Task item:
Check each line of the material for the string "Ordering", and copy the lines that have it.
[Start of section]
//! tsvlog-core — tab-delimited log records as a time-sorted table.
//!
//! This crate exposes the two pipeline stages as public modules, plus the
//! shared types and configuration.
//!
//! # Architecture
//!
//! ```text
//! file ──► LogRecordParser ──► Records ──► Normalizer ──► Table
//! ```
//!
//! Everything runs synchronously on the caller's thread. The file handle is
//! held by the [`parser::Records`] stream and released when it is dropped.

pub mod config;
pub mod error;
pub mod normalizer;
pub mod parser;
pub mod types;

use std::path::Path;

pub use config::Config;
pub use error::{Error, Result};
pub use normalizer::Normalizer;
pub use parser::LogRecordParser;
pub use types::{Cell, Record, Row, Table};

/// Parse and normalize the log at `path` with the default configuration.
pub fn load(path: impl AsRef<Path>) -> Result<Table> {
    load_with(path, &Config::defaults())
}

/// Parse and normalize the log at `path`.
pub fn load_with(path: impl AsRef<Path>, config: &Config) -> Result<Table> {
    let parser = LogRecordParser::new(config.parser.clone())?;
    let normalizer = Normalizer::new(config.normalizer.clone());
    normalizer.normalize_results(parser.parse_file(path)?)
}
[End of section]
[Start of section]
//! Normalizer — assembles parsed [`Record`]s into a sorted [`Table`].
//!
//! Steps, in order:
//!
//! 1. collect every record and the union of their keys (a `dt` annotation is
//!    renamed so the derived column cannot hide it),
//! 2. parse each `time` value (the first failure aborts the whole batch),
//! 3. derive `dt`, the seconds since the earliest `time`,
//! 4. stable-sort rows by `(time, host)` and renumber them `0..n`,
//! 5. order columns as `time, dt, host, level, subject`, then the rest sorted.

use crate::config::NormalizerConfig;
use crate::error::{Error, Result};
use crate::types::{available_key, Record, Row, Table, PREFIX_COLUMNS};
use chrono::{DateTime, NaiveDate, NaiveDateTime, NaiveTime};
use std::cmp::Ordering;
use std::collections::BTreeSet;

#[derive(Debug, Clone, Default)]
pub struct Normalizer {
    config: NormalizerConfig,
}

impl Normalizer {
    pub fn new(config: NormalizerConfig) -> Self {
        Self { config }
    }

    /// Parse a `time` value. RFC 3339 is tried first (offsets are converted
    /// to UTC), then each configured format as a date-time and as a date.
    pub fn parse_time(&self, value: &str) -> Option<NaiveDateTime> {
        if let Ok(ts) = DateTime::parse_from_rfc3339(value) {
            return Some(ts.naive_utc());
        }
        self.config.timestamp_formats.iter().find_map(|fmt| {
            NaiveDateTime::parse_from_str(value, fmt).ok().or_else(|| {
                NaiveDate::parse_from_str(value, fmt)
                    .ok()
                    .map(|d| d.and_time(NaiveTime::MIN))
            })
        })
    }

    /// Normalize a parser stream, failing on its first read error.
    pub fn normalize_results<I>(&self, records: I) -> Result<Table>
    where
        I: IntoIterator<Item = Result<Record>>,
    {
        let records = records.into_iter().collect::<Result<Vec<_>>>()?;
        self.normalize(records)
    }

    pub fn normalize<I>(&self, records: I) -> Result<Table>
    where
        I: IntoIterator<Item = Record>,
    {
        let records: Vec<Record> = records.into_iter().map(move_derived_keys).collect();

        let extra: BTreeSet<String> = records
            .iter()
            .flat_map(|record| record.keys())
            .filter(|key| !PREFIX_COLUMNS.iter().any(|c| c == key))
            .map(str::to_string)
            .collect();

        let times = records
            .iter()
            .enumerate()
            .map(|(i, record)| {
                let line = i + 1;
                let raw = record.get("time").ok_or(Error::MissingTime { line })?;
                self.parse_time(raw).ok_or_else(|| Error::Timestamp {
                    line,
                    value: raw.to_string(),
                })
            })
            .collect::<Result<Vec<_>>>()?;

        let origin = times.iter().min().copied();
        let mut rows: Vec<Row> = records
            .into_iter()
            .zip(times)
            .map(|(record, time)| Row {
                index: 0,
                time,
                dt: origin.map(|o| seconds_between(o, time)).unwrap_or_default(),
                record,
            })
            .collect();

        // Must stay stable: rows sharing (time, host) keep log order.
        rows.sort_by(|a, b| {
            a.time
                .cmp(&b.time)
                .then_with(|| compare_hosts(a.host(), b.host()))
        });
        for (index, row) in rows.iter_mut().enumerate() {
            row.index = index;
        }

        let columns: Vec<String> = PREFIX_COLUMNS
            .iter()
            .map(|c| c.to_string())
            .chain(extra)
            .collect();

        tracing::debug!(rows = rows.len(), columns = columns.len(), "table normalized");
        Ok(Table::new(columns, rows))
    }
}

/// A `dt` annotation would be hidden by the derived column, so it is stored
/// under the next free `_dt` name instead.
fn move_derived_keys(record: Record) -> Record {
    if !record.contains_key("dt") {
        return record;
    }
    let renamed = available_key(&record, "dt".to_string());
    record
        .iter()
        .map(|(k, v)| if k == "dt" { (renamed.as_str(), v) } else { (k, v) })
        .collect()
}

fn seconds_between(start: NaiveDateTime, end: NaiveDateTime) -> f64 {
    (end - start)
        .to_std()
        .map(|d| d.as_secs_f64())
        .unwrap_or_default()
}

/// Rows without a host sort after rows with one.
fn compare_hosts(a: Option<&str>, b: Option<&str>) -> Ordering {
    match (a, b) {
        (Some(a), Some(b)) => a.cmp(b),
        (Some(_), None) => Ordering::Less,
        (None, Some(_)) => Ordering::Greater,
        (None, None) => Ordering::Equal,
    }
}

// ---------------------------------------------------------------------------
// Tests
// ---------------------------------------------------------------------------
[End of section]
Answer to this exercise:
use std::cmp::Ordering;
fn compare_hosts(a: Option<&str>, b: Option<&str>) -> Ordering {
        (Some(_), None) => Ordering::Less,
        (None, Some(_)) => Ordering::Greater,
        (None, None) => Ordering::Equal,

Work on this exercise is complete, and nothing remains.